Criminologia
De Imprensa, Medos e Sensacionalismos
Venho acompanhando com cuidado a imprensa gaúcha, sobretudo o principal Jornal do Rio Grande do Sul, Zero Hora.
Aliás, uma das dissertações que estou orientando no PPGCCrim da PUC é exatamente o retrato que a imprensa gaúcha tem produzido sobre a questão prisional (qual o olhar? o que transmite? como aborda? o que omite?).
Em matéria de trânsito, não é esporádico - pelo contrário, é inapropriadamente comum - a utilização pelo Jornal de expressões como "massacre" e "carnificina".
Na matéria de capa de ontem, dia 11 de fevereiro, véspera do feriado de Carnaval, a manchete era: "Operação tenta evitar massacre no trânsito".
O segundo parágrafo da reportagem destacava: "Vinte pessoas podem morrer no trânsito gaúcho entre amanhã e quarta-feira ? a julgar pela média dos últimos carnavais. Foram pelo menos 205 mortos nas ruas e rodovias do Rio Grande do Sul em uma década, de 2000 a 2009, durante os dias que deveriam ser de alegria, conforme levantamento de Zero Hora que leva em conta o período das 12h da sexta-feira às 12h da Quarta-Feira de Cinzas. Isso significa que cada dia de feriadão custou quatro vidas nas estradas do Estado ao longo dos anos 2000. Para tentar reverter essa tendência, a Polícia Rodoviária Federal (PRF) e o Comando Rodoviário da Brigada Militar prometem força total no feriadão: um exército de 1.388 homens para evitar a carnificina." (grifei)

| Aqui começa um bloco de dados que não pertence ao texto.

//! Worst-case size estimation for unsigned transactions.
//!
//! Every figure assumes maximum-length DER signatures so that a transaction
//! funded from these estimates never underpays once signed. Unlocking data is
//! split into the legacy scriptSig (counted with its own length prefix) and
//! the segregated witness, which is discounted when computing vsize.
//!
//! # Layout
//!
//! ```text
//! input  = txid(32) || vout(4) || varint(len) || scriptSig || sequence(4)
//! output = value(8) || varint(len) || scriptPubKey
//! tx     = version(4) || [marker, flag] || varint(#in) || inputs
//!          || varint(#out) || outputs || [witnesses] || locktime(4)
//! ```

use crate::constants::{COMPRESSED_PUBKEY_SIZE, MAX_DER_SIGNATURE_SIZE};
use crate::error::EstimateError;
use crate::script::{MultisigInfo, ScriptType, classify_script};
use crate::types::{SpendShape, TxOut, Utxo};

/// Outpoint (32 + 4) and sequence (4).
pub const INPUT_BASE_SIZE: usize = 32 + 4 + 4;

/// Output value field.
pub const OUTPUT_VALUE_SIZE: usize = 8;

/// Version and locktime fields.
pub const TX_HEADER_SIZE: usize = 4 + 4;

/// Segwit marker and flag bytes.
pub const WITNESS_MARKER_SIZE: usize = 2;

/// Weight units per non-witness byte.
pub const WITNESS_SCALE_FACTOR: usize = 4;

/// Unlocking data size of one input.
#[derive(Debug, Clone, Copy, PartialEq, Eq, Default)]
pub struct InputSize {
    /// scriptSig bytes including the length prefix.
    pub script_sig: usize,
    /// Serialized witness bytes; 0 when the input has no witness.
    pub witness: usize,
}

impl InputSize {
    /// Non-witness bytes the input adds to the transaction.
    pub fn base_size(&self) -> usize {
        INPUT_BASE_SIZE + self.script_sig
    }

    pub fn has_witness(&self) -> bool {
        self.witness > 0
    }
}

/// Whole-transaction size figures.
#[derive(Debug, Clone, Copy, PartialEq, Eq, Default)]
pub struct TxSize {
    /// Size without any witness data.
    pub base_size: usize,
    /// Witness data including marker and flag; 0 for legacy transactions.
    pub witness_size: usize,
    /// Serialized size with witness data.
    pub total_size: usize,
    pub weight: usize,
    pub vsize: usize,
}

impl TxSize {
    /// Aggregate already-estimated inputs with the given outputs.
    pub fn from_parts(inputs: &[InputSize], outputs: &[TxOut]) -> Self {
        let mut base_size = TX_HEADER_SIZE
            + length_of_varint(inputs.len() as u64)
            + length_of_varint(outputs.len() as u64);
        base_size += inputs.iter().map(InputSize::base_size).sum::<usize>();
        base_size += outputs
            .iter()
            .map(|out| output_size(out.script_pubkey.len()))
            .sum::<usize>();

        let witness_size = if inputs.iter().any(InputSize::has_witness) {
            // Inputs without a witness still serialize an empty item count.
            WITNESS_MARKER_SIZE
                + inputs
                    .iter()
                    .map(|input| input.witness.max(1))
                    .sum::<usize>()
        } else {
            0
        };

        let total_size = base_size + witness_size;
        let weight = base_size * (WITNESS_SCALE_FACTOR - 1) + total_size;
        Self {
            base_size,
            witness_size,
            total_size,
            weight,
            vsize: weight.div_ceil(WITNESS_SCALE_FACTOR),
        }
    }
}

/// Bytes used by a CompactSize varint encoding `n`.
pub fn length_of_varint(n: u64) -> usize {
    if n <= 0xfc {
        1
    } else if n <= 0xffff {
        3
    } else if n <= 0xffff_ffff {
        5
    } else {
        9
    }
}

/// Bytes used by the push opcode (and length) of a `data_len`-byte push.
pub fn length_of_script_push_length(data_len: u64) -> usize {
    if data_len <= 75 {
        1
    } else if data_len <= 0xff {
        2
    } else if data_len <= 0xffff {
        3
    } else {
        5
    }
}

/// Serialized size of one output with a `script_len`-byte script.
pub fn output_size(script_len: usize) -> usize {
    OUTPUT_VALUE_SIZE + length_of_varint(script_len as u64) + script_len
}

/// Stack items satisfying an m-of-n multisig, and the script's own size.
///
/// Item 0 is the empty `OP_0` dummy consumed by `OP_CHECKMULTISIG`.
pub fn estimate_multisig_stack_size(info: &MultisigInfo) -> (Vec<usize>, usize) {
    let mut stack = Vec::with_capacity(1 + info.required);
    stack.push(0);
    stack.extend(std::iter::repeat_n(MAX_DER_SIGNATURE_SIZE, info.required));
    (stack, info.script_size())
}

/// Signature and public key items of a pay-to-pubkey-hash spend.
pub fn p2pkh_stack() -> Vec<usize> {
    vec![MAX_DER_SIGNATURE_SIZE, COMPRESSED_PUBKEY_SIZE]
}

/// Convert a stack of item sizes into scriptSig and witness sizes.
///
/// Without witness the items are pushed in the scriptSig. With witness they
/// move to the witness, followed by `witness_script` as its own item. A
/// `redeem_script` is always the final scriptSig push.
pub fn estimate_size_for_stack(
    stack: &[usize],
    is_witness: bool,
    redeem_script: Option<&[u8]>,
    witness_script: Option<&[u8]>,
) -> Result<InputSize, EstimateError> {
    if witness_script.is_some() && !is_witness {
        return Err(EstimateError::WitnessScriptWithoutWitness);
    }

    let (mut script_sig_items, mut witness_items) = if is_witness {
        (Vec::new(), stack.to_vec())
    } else {
        (stack.to_vec(), Vec::new())
    };
    if let Some(ws) = witness_script {
        witness_items.push(ws.len());
    }
    if let Some(rs) = redeem_script {
        script_sig_items.push(rs.len());
    }

    let pushes: usize = script_sig_items
        .iter()
        .map(|&len| length_of_script_push_length(len as u64) + len)
        .sum();
    let script_sig = length_of_varint(pushes as u64) + pushes;

    let witness = if witness_items.is_empty() {
        0
    } else {
        length_of_varint(witness_items.len() as u64)
            + witness_items
                .iter()
                .map(|&len| length_of_varint(len as u64) + len)
                .sum::<usize>()
    };

    Ok(InputSize { script_sig, witness })
}

/// Stack needed to satisfy `script` and whether it is a witness program.
fn signing_stack(script: &[u8]) -> Result<(Vec<usize>, bool), EstimateError> {
    match classify_script(script) {
        ScriptType::P2pkh => Ok((p2pkh_stack(), false)),
        ScriptType::P2wpkh => Ok((p2pkh_stack(), true)),
        ScriptType::P2pk => Ok((vec![MAX_DER_SIGNATURE_SIZE], false)),
        ScriptType::Multisig => {
            let info = MultisigInfo::parse(script)
                .ok_or_else(|| EstimateError::InvalidMultisig("unparseable".into()))?;
            Ok((estimate_multisig_stack_size(&info).0, false))
        }
        other => Err(EstimateError::UnsupportedScript(other)),
    }
}

fn expect_output(utxo: &Utxo, expected: ScriptType) -> Result<(), EstimateError> {
    let actual = classify_script(&utxo.script_pubkey);
    if actual != expected {
        return Err(EstimateError::ShapeMismatch(format!(
            "{:?} spend of a {actual:?} output at {}",
            utxo.shape(),
            utxo.outpoint
        )));
    }
    Ok(())
}

/// Unlocking data size for spending `utxo`.
pub fn estimate_utxo(utxo: &Utxo) -> Result<InputSize, EstimateError> {
    match (utxo.shape(), &utxo.redeem_script, &utxo.witness_script) {
        (SpendShape::Bare, _, _) => {
            let output_type = classify_script(&utxo.script_pubkey);
            if matches!(output_type, ScriptType::P2sh | ScriptType::P2wsh) {
                return Err(EstimateError::ShapeMismatch(format!(
                    "{output_type:?} output at {} without its script",
                    utxo.outpoint
                )));
            }
            let (stack, is_witness) = signing_stack(&utxo.script_pubkey)?;
            estimate_size_for_stack(&stack, is_witness, None, None)
        }
        (SpendShape::P2sh, Some(redeem), None) => {
            expect_output(utxo, ScriptType::P2sh)?;
            if classify_script(redeem) == ScriptType::P2wsh {
                return Err(EstimateError::ShapeMismatch(format!(
                    "P2WSH redeem script without witness script at {}",
                    utxo.outpoint
                )));
            }
            let (stack, is_witness) = signing_stack(redeem)?;
            estimate_size_for_stack(&stack, is_witness, Some(redeem), None)
        }
        (SpendShape::P2wsh, None, Some(witness_script)) => {
            expect_output(utxo, ScriptType::P2wsh)?;
            let stack = inner_witness_stack(witness_script)?;
            estimate_size_for_stack(&stack, true, None, Some(witness_script))
        }
        (SpendShape::P2shP2wsh, Some(redeem), Some(witness_script)) => {
            expect_output(utxo, ScriptType::P2sh)?;
            if classify_script(redeem) != ScriptType::P2wsh {
                return Err(EstimateError::ShapeMismatch(format!(
                    "redeem script at {} is not a P2WSH program",
                    utxo.outpoint
                )));
            }
            let stack = inner_witness_stack(witness_script)?;
            estimate_size_for_stack(&stack, true, Some(redeem), Some(witness_script))
        }
        (shape, _, _) => Err(EstimateError::ShapeMismatch(format!("{shape:?}"))),
    }
}

fn inner_witness_stack(witness_script: &[u8]) -> Result<Vec<usize>, EstimateError> {
    match signing_stack(witness_script)? {
        (stack, false) => Ok(stack),
        (_, true) => Err(EstimateError::ShapeMismatch(
            "witness program nested inside a witness script".into(),
        )),
    }
}

/// Size, weight and vsize of a transaction spending `utxos` into `outputs`.
pub fn estimate_vsize(utxos: &[Utxo], outputs: &[TxOut]) -> Result<TxSize, EstimateError> {
    let inputs = utxos
        .iter()
        .map(estimate_utxo)
        .collect::<Result<Vec<_>, _>>()?;
    Ok(TxSize::from_parts(&inputs, outputs))
}
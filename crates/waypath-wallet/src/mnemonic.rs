//! BIP-39 mnemonic phrases to BIP32 seeds.

use bip39::{Language, Mnemonic};

use crate::error::WalletError;
use crate::keys::Seed;

fn normalize(phrase: &str) -> String {
    phrase
        .split_whitespace()
        .collect::<Vec<_>>()
        .join(" ")
        .to_lowercase()
}

fn parse(phrase: &str) -> Result<Mnemonic, WalletError> {
    Mnemonic::parse_in(Language::English, normalize(phrase))
        .map_err(|e| WalletError::InvalidMnemonic(e.to_string()))
}

/// Parse a BIP-39 phrase and stretch it into a 64-byte seed.
///
/// Normalizes whitespace and converts to lowercase before parsing.
pub fn mnemonic_to_seed(phrase: &str, passphrase: &str) -> Result<Seed, WalletError> {
    let mnemonic = parse(phrase)?;
    Seed::from_bytes(&mnemonic.to_seed(passphrase))
}

/// Encode entropy (16, 20, 24, 28 or 32 bytes) as an English phrase.
pub fn entropy_to_mnemonic(entropy: &[u8]) -> Result<String, WalletError> {
    Mnemonic::from_entropy_in(Language::English, entropy)
        .map(|m| m.to_string())
        .map_err(|e| WalletError::InvalidMnemonic(e.to_string()))
}

/// A fresh 24-word phrase from the OS RNG.
pub fn generate_mnemonic() -> Result<String, WalletError> {
    use rand::RngCore;
    let mut entropy = [0u8; 32];
    rand::rngs::OsRng.fill_bytes(&mut entropy);
    entropy_to_mnemonic(&entropy)
}

/// Whether `phrase` is a valid English BIP-39 mnemonic.
pub fn is_valid_mnemonic(phrase: &str) -> bool {
    parse(phrase).is_ok()
}
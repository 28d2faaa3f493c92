//! Integration test suite for Waypath.
//!
//! Exercises the wallet end to end against in-memory data sources: fund
//! discovery under gap limits and flaky sources, transaction building from
//! discovered funds, and the size and balance invariants under random input.

pub mod helpers;
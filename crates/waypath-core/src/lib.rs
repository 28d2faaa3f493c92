//! # waypath-core
//! Foundation types, path algebra, script templates, and worst-case size
//! estimation for the Waypath wallet.

pub mod constants;
pub mod error;
pub mod path;
pub mod script;
pub mod size;
pub mod traits;
pub mod types;

pub use constants::Network;
pub use error::{CodecError, EstimateError, PathError, SourceError};
pub use path::{AccountPath, DerivationPath, Level, Root};
pub use script::{MultisigInfo, ScriptType};
pub use size::{InputSize, TxSize};
pub use traits::{FeeRateSource, ScriptCodec, UtxoSource};
pub use types::{FeeStrategy, OutPoint, Page, SpendShape, TxOut, Txid, UnspentOutput, Utxo};
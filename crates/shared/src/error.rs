//! Application-wide error types.

use thiserror::Error;

/// Result type alias using `AppError`.
pub type AppResult<T> = Result<T, AppError>;

/// Application error types.
///
/// The taxonomy mirrors how failures are handled: not-found errors are
/// surfaced to the caller, external-service errors are recovered locally,
/// and everything else degrades to "nothing produced this cycle".
#[derive(Debug, Error)]
pub enum AppError {
    /// Resource not found.
    #[error("Not found: {0}")]
    NotFound(String),

    /// Validation error.
    #[error("Validation error: {0}")]
    Validation(String),

    /// Business rule violation.
    #[error("Business rule violation: {0}")]
    BusinessRule(String),

    /// Conflict (e.g., duplicate entry).
    #[error("Conflict: {0}")]
    Conflict(String),

    /// Database error.
    #[error("Database error: {0}")]
    Database(String),

    /// External service error.
    #[error("External service error: {0}")]
    ExternalService(String),

    /// Internal error.
    #[error("Internal error: {0}")]
    Internal(String),
}

impl AppError {
    /// Returns the stable error code used in structured logs.
    #[must_use]
    pub const fn error_code(&self) -> &'static str {
        match self {
            Self::NotFound(_) => "NOT_FOUND",
            Self::Validation(_) => "VALIDATION_ERROR",
            Self::BusinessRule(_) => "BUSINESS_RULE_VIOLATION",
            Self::Conflict(_) => "CONFLICT",
            Self::Database(_) => "DATABASE_ERROR",
            Self::ExternalService(_) => "EXTERNAL_SERVICE_ERROR",
            Self::Internal(_) => "INTERNAL_ERROR",
        }
    }

    /// Returns true if the failure came from outside the process and is
    /// expected to be recoverable by a local fallback.
    #[must_use]
    pub const fn is_external(&self) -> bool {
        matches!(self, Self::ExternalService(_))
    }
}
#[async_trait]
impl NotificationRepository for InMemoryNotifications {
    async fn create(&self, notification: NewNotification) -> AppResult<Notification> {
        if self.failing {
            return Err(AppError::Database("notification store down".to_string()));
        }
        let stored = Notification {
            id: NotificationId::new(),
            user_id: notification.user_id,
            title: notification.title,
            subtitle: notification.subtitle,
            body: notification.body,
            category: notification.category,
            send_email: notification.send_email,
            created_at: Utc::now(),
            expires_at: notification.expires_at,
        };
        self.notifications.lock().unwrap().push(stored.clone());
        Ok(stored)
    }

    async fn find_since(
        &self,
        user_id: UserId,
        category: NotificationCategory,
        since: DateTime<Utc>,
    ) -> AppResult<Vec<Notification>> {
        let mut list: Vec<_> = self
            .notifications
            .lock()
            .unwrap()
            .iter()
            .filter(|n| n.user_id == user_id && n.category == category && n.created_at >= since)
            .cloned()
            .collect();
        list.sort_by_key(|n| std::cmp::Reverse(n.created_at));
        Ok(list)
    }

    async fn delete_expired(&self, now: DateTime<Utc>) -> AppResult<u64> {
        let mut notifications = self.notifications.lock().unwrap();
        let before = notifications.len();
        notifications.retain(|n| n.expires_at.is_none_or(|e| e > now));
        Ok((before - notifications.len()) as u64)
    }
}

// ============================================================================
// Finance fakes (aggregate honestly over stored rows)
// ============================================================================

/// In-memory `TransactionRepository` computing real aggregations.
#[derive(Default)]
pub struct InMemoryTransactions {
    transactions: Mutex<Vec<Transaction>>,
}

impl InMemoryTransactions {
    pub fn with(transactions: Vec<Transaction>) -> Self {
        Self {
            transactions: Mutex::new(transactions),
        }
    }
}

#[async_trait]
impl TransactionRepository for InMemoryTransactions {
    async fn expense_totals_by_category(
        &self,
        user_id: UserId,
        range: DateRange,
    ) -> AppResult<Vec<CategoryTotal>> {
        let transactions = self.transactions.lock().unwrap();
        let mut totals: Vec<CategoryTotal> = Vec::new();
        for t in transactions.iter().filter(|t| {
            t.user_id == user_id && t.kind == TransactionKind::Expense && range.contains(t.date)
        }) {
            match totals.iter_mut().find(|c| c.category == t.category) {
                Some(entry) => entry.total += t.amount,
                None => totals.push(CategoryTotal {
                    category: t.category.clone(),
                    total: t.amount,
                }),
            }
        }
        Ok(totals)
    }

    async fn monthly_balance(
        &self,
        user_id: UserId,
        year: i32,
        month: u32,
    ) -> AppResult<MonthlyBalance> {
        let transactions = self.transactions.lock().unwrap();
        let mut balance = MonthlyBalance {
            income: Decimal::ZERO,
            expenses: Decimal::ZERO,
        };
        for t in transactions.iter().filter(|t| {
            t.user_id == user_id && t.date.year() == year && t.date.month() == month
        }) {
            match t.kind {
                TransactionKind::Income => balance.income += t.amount,
                TransactionKind::Expense => balance.expenses += t.amount,
            }
        }
        Ok(balance)
    }
}

/// In-memory `BudgetRepository`.
#[derive(Default)]
pub struct InMemoryBudgets {
    budgets: Mutex<Vec<Budget>>,
}
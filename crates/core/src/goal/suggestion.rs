//! Per-goal saving suggestions and health checks.
//!
//! Four independent checks, each a pure evaluation over current state plus
//! a notifying wrapper. The checks never mutate the goal or its schedule,
//! so they are safe to run on every sweep; re-emitting the same suggestion
//! on a later sweep is accepted behavior.

use std::sync::Arc;

use chrono::{NaiveDate, Utc};
use rust_decimal::Decimal;
use tracing::debug;

use savium_shared::AppResult;

use crate::notification::{NotificationCategory, NotificationDraft, NotificationService};

use super::repository::GoalContributionRepository;
use super::types::{Goal, GoalContribution};

/// A goal is flagged at risk when the required weekly rate has more than
/// doubled since creation.
const RISK_RATE_MULTIPLIER: Decimal = Decimal::TWO;

/// Days of silence before a goal counts as inactive.
const INACTIVITY_THRESHOLD_DAYS: i64 = 7;

/// Minimum history needed to classify a saving cadence.
const OPTIMIZATION_MIN_CONTRIBUTIONS: usize = 3;

/// Observed saving cadence, classified from the average gap between
/// contributions.
#[derive(Debug, Clone, Copy, PartialEq, Eq)]
pub enum SavingCadence {
    /// Average gap of at most 9 days.
    Weekly,
    /// Average gap of at most 20 days.
    Biweekly,
    /// Anything slower.
    Monthly,
}

impl SavingCadence {
    /// Classifies a cadence from the average gap between contributions.
    #[must_use]
    pub fn from_average_gap(gap_days: Decimal) -> Self {
        if gap_days <= Decimal::from(9) {
            Self::Weekly
        } else if gap_days <= Decimal::from(20) {
            Self::Biweekly
        } else {
            Self::Monthly
        }
    }

    /// The nominal period the cadence is normalized to.
    #[must_use]
    pub const fn period_days(self) -> Decimal {
        match self {
            Self::Weekly => Decimal::from_parts(7, 0, 0, false, 0),
            Self::Biweekly => Decimal::from_parts(15, 0, 0, false, 0),
            Self::Monthly => Decimal::from_parts(30, 0, 0, false, 0),
        }
    }

    /// Human-readable label.
    #[must_use]
    pub const fn label(self) -> &'static str {
        match self {
            Self::Weekly => "weekly",
            Self::Biweekly => "biweekly",
            Self::Monthly => "monthly",
        }
    }
}

/// Result of the weekly-saving evaluation.
#[derive(Debug, Clone, PartialEq, Eq)]
pub struct WeeklySavingSuggestion {
    /// Weeks left until the end date (at least one).
    pub weeks_remaining: i64,
    /// Amount to save per week to stay on track.
    pub weekly_amount: Decimal,
    /// Equivalent monthly amount.
    pub monthly_amount: Decimal,
}

/// Result of the at-risk evaluation.
#[derive(Debug, Clone, PartialEq, Eq)]
pub struct RiskAssessment {
    /// Weekly rate that was required when the goal was created.
    pub original_weekly_rate: Decimal,
    /// Weekly rate required from today.
    pub current_weekly_rate: Decimal,
    /// True when the current rate strictly exceeds twice the original.
    pub at_risk: bool,
}

/// Which inactivity path fired.
#[derive(Debug, Clone, PartialEq, Eq)]
pub enum InactivityFinding {
    /// The goal has never received a contribution.
    NeverContributed {
        /// Days since the goal was created.
        days_since_creation: i64,
    },
    /// Contributions exist but the latest is stale.
    Stale {
        /// Days since the most recent contribution.
        days_since_last: i64,
    },
}

/// Result of the pattern-based optimization evaluation.
#[derive(Debug, Clone, PartialEq, Eq)]
pub struct OptimizedSavingPlan {
    /// Classified cadence.
    pub cadence: SavingCadence,
    /// Average contribution amount over the history.
    pub average_amount: Decimal,
    /// Average gap between contributions, in days.
    pub average_gap_days: Decimal,
    /// Amount suggested per cadence period.
    pub suggested_amount: Decimal,
}

/// Computes the weekly/monthly amounts needed to stay on track.
///
/// Returns `None` when the goal is met or its end date has arrived.
#[must_use]
pub fn evaluate_weekly_saving(goal: &Goal, today: NaiveDate) -> Option<WeeklySavingSuggestion> {
    let remaining = goal.remaining_amount();
    if remaining <= Decimal::ZERO {
        return None;
    }
    let days_remaining = goal.days_remaining(today);
    if days_remaining <= 0 {
        return None;
    }

    // Ceiling division; never below one week.
    let weeks_remaining = ((days_remaining + 6) / 7).max(1);
    let weekly_amount = (remaining / Decimal::from(weeks_remaining)).round_dp(2);
    let monthly_amount =
        (remaining / Decimal::from(days_remaining) * Decimal::from(30)).round_dp(2);

    Some(WeeklySavingSuggestion {
        weeks_remaining,
        weekly_amount,
        monthly_amount,
    })
}

/// Compares the weekly rate required today against the rate required at
/// creation time.
///
/// The comparison is strict: a rate of exactly twice the original does not
/// flag. Returns `None` when the goal is met, past due, or was created on
/// or after its end date (no original window to compare against).
#[must_use]
pub fn evaluate_goal_risk(goal: &Goal, today: NaiveDate) -> Option<RiskAssessment> {
    let remaining = goal.remaining_amount();
    if remaining <= Decimal::ZERO {
        return None;
    }
    let total_days = (goal.end_date - goal.created_at.date_naive()).num_days();
    let days_left = goal.days_remaining(today);
    if total_days <= 0 || days_left <= 0 {
        return None;
    }

    let seven = Decimal::from(7);
    let original_weekly_rate = goal.target_amount * seven / Decimal::from(total_days);
    let current_weekly_rate = remaining * seven / Decimal::from(days_left);
    let at_risk = current_weekly_rate > original_weekly_rate * RISK_RATE_MULTIPLIER;

    Some(RiskAssessment {
        original_weekly_rate: original_weekly_rate.round_dp(2),
        current_weekly_rate: current_weekly_rate.round_dp(2),
        at_risk,
    })
}

/// Checks whether a goal has gone quiet.
///
/// Exactly one of the two paths can fire per call: a goal with no
/// contributions at all warns once it is at least a week old; otherwise
/// the latest contribution must be no more than a week old.
#[must_use]
pub fn evaluate_inactivity(
    goal: &Goal,
    latest: Option<&GoalContribution>,
    today: NaiveDate,
) -> Option<InactivityFinding> {
    match latest {
        None => {
            let days_since_creation = (today - goal.created_at.date_naive()).num_days();
            (days_since_creation >= INACTIVITY_THRESHOLD_DAYS).then_some(
                InactivityFinding::NeverContributed {
                    days_since_creation,
                },
            )
        }
        Some(contribution) => {
            let days_since_last = (today - contribution.date).num_days();
            (days_since_last > INACTIVITY_THRESHOLD_DAYS)
                .then_some(InactivityFinding::Stale { days_since_last })
        }
    }
}

/// Derives a saving plan from the observed contribution pattern.
///
/// Needs at least three contributions (ordered by date ascending). The
/// average gap is the span between first and last contribution divided by
/// the number of gaps, clamped to at least one day so same-day bursts
/// collapse to a one-day cadence.
#[must_use]
pub fn evaluate_optimized_saving(contributions: &[GoalContribution]) -> Option<OptimizedSavingPlan> {
    if contributions.len() < OPTIMIZATION_MIN_CONTRIBUTIONS {
        return None;
    }

    let count = Decimal::from(contributions.len());
    let total: Decimal = contributions.iter().map(|c| c.amount).sum();
    let average_amount = total / count;

    let first = contributions.first()?;
    let last = contributions.last()?;
    let span_days = (last.date - first.date).num_days();
    let gaps = Decimal::from(contributions.len() - 1);
    let average_gap_days = (Decimal::from(span_days) / gaps).max(Decimal::ONE);

    let cadence = SavingCadence::from_average_gap(average_gap_days);
    let scale = cadence.period_days() / average_gap_days;
    let suggested_amount = (average_amount * scale).round_dp(2);

    Some(OptimizedSavingPlan {
        cadence,
        average_amount: average_amount.round_dp(2),
        average_gap_days: average_gap_days.round_dp(2),
        suggested_amount,
    })
}

/// Runs the per-goal checks and emits notifications for what they find.
pub struct SuggestionEngine {
    contributions: Arc<dyn GoalContributionRepository>,
    notifications: Arc<NotificationService>,
}

impl SuggestionEngine {
    /// Creates a new engine over its ports.
    pub fn new(
        contributions: Arc<dyn GoalContributionRepository>,
        notifications: Arc<NotificationService>,
    ) -> Self {
        Self {
            contributions,
            notifications,
        }
    }

    /// Suggests the weekly amount needed to stay on track.
    ///
    /// Returns whether a suggestion was emitted.
    pub async fn suggest_weekly_saving(&self, goal: &Goal) -> AppResult<bool> {
        let Some(suggestion) = evaluate_weekly_saving(goal, Utc::now().date_naive()) else {
            return Ok(false);
        };

        let draft = NotificationDraft {
            title: format!("Saving plan for \"{}\"", goal.name),
            subtitle: None,
            body: format!(
                "Save {} per week ({} per month) to reach your target in {} week(s).",
                suggestion.weekly_amount, suggestion.monthly_amount, suggestion.weeks_remaining
            ),
            category: NotificationCategory::GoalAdvice,
            send_email: false,
            expires_at: None,
        };
        self.notifications.notify_all(&goal.members(), &draft).await?;
        Ok(true)
    }

    /// Warns when the goal's required saving rate has more than doubled.
    ///
    /// Returns whether a warning was emitted.
    pub async fn check_goal_at_risk(&self, goal: &Goal) -> AppResult<bool> {
        let Some(assessment) = evaluate_goal_risk(goal, Utc::now().date_naive()) else {
            return Ok(false);
        };
        if !assessment.at_risk {
            return Ok(false);
        }

        debug!(
            goal_id = %goal.id,
            original = %assessment.original_weekly_rate,
            current = %assessment.current_weekly_rate,
            "goal flagged at risk"
        );
        let draft = NotificationDraft {
            title: format!("\"{}\" is at risk", goal.name),
            subtitle: None,
            body: format!(
                "You now need to save {} per week, up from the {} per week planned at the start. \
                 Consider increasing contributions or extending the deadline.",
                assessment.current_weekly_rate, assessment.original_weekly_rate
            ),
            category: NotificationCategory::GoalRisk,
            send_email: true,
            expires_at: None,
        };
        self.notifications.notify_all(&goal.members(), &draft).await?;
        Ok(true)
    }

    /// Warns when a goal has gone quiet for more than a week.
    ///
    /// Returns whether a warning was emitted.
    pub async fn check_inactivity(&self, goal: &Goal) -> AppResult<bool> {
        let latest = self.contributions.find_latest(goal.id).await?;
        let Some(finding) = evaluate_inactivity(goal, latest.as_ref(), Utc::now().date_naive())
        else {
            return Ok(false);
        };

        let body = match finding {
            InactivityFinding::NeverContributed {
                days_since_creation,
            } => format!(
                "No contributions yet, {days_since_creation} days after creating this goal. \
                 A first contribution gets the plan moving."
            ),
            InactivityFinding::Stale { days_since_last } => format!(
                "Your last contribution was {days_since_last} days ago. \
                 Regular contributions keep the goal on schedule."
            ),
        };
        let draft = NotificationDraft {
            title: format!("\"{}\" needs attention", goal.name),
            subtitle: None,
            body,
            category: NotificationCategory::GoalInactivity,
            send_email: false,
            expires_at: None,
        };
        self.notifications.notify_all(&goal.members(), &draft).await?;
        Ok(true)
    }

    /// Suggests a contribution amount matched to the observed cadence.
    ///
    /// Returns whether a suggestion was emitted.
    pub async fn suggest_optimized_saving(&self, goal: &Goal) -> AppResult<bool> {
        let history = self.contributions.list_for_goal(goal.id).await?;
        let Some(plan) = evaluate_optimized_saving(&history) else {
            return Ok(false);
        };

        let draft = NotificationDraft {
            title: format!("A better rhythm for \"{}\"", goal.name),
            subtitle: None,
            body: format!(
                "You contribute about {} every {} day(s). Rounding that to a {} plan of {} \
                 would keep your pace steady.",
                plan.average_amount,
                plan.average_gap_days,
                plan.cadence.label(),
                plan.suggested_amount
            ),
            category: NotificationCategory::GoalAdvice,
            send_email: false,
            expires_at: None,
        };
        self.notifications.notify_all(&goal.members(), &draft).await?;
        Ok(true)
    }

    /// Runs all four checks for a goal.
    pub async fn run_all(&self, goal: &Goal) -> AppResult<()> {
        self.suggest_weekly_saving(goal).await?;
        self.check_goal_at_risk(goal).await?;
        self.check_inactivity(goal).await?;
        self.suggest_optimized_saving(goal).await?;
        Ok(())
    }
}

A pergunta que proponho é a seguinte: o número de 205 mortos no trânsito, em dez anos, durante os feriados de Carnaval, efetiva um "massacre", constitui uma "carnificina"?
Um dos principais exemplos da sociedade de risco, a partir de Beck e dos demais sociólogos que compartilham deste conceito, é a questão do tráfego. E inexoravelmente a condução de veículos é uma das situações de risco mais claras da pós-modernidade.
Para os amantes da teoria do delito, Welzel elabora o princípio da confiança para explicar os crimes culposos tralhando exatamente com a questão do tráfego urbano. Diz, inclusive, que por mais surpreendente que isto possa parecer, ninguém sai de casa dirigindo seu automóvel sem estar orientado pelo princípio de confiança de que todos os demais irão respeitar as regras de trânito e ser zelosos na condução dos veículos.
Mas voltando a reportagem, proponho a seguinte equação: números de pessoas que se deslocam de suas cidades no feriado de Carnaval, número de automóveis que conduzem estas pessoas, velocidade média empregada nas rodovias, sinalização e manutenção das rodovias, negligências comuns ao volante (de ultrapassagens forçadas ao consumo de álcool e demais drogas) = número de vítimas no trânsito.
É possível extrair do número apresentado pelo Jornal verdadeiro "massacre" ou "carnificina"? Penso que não.
Logicamente não se está a dizer que o número de mortos é pequeno ou tolerável. A morte de uma pessoa é fato a ser lamentado.
Mas pelas condições acima apresentadas, provavelmente tenhamos "mais sorte do que juízo" ao enfrentarmos esta situação de risco.
Para finalizar, fica a questão da forma de abordagem cada vez mais sensacionalista da imprensa.
Lembro, quando leio este tipo de reportagem - que é muito similar às demais que sustentam o populismo punitivo - do livro de Barry Glassner intitulado "A Cultura do Medo" - inclusive há um capítulo dedicado ao trânsito nas grandes metrópoles, apesar de não ser o tema central. O subtítulo é sugestivo: "Why Americans Are Afraid of the Wrong Things".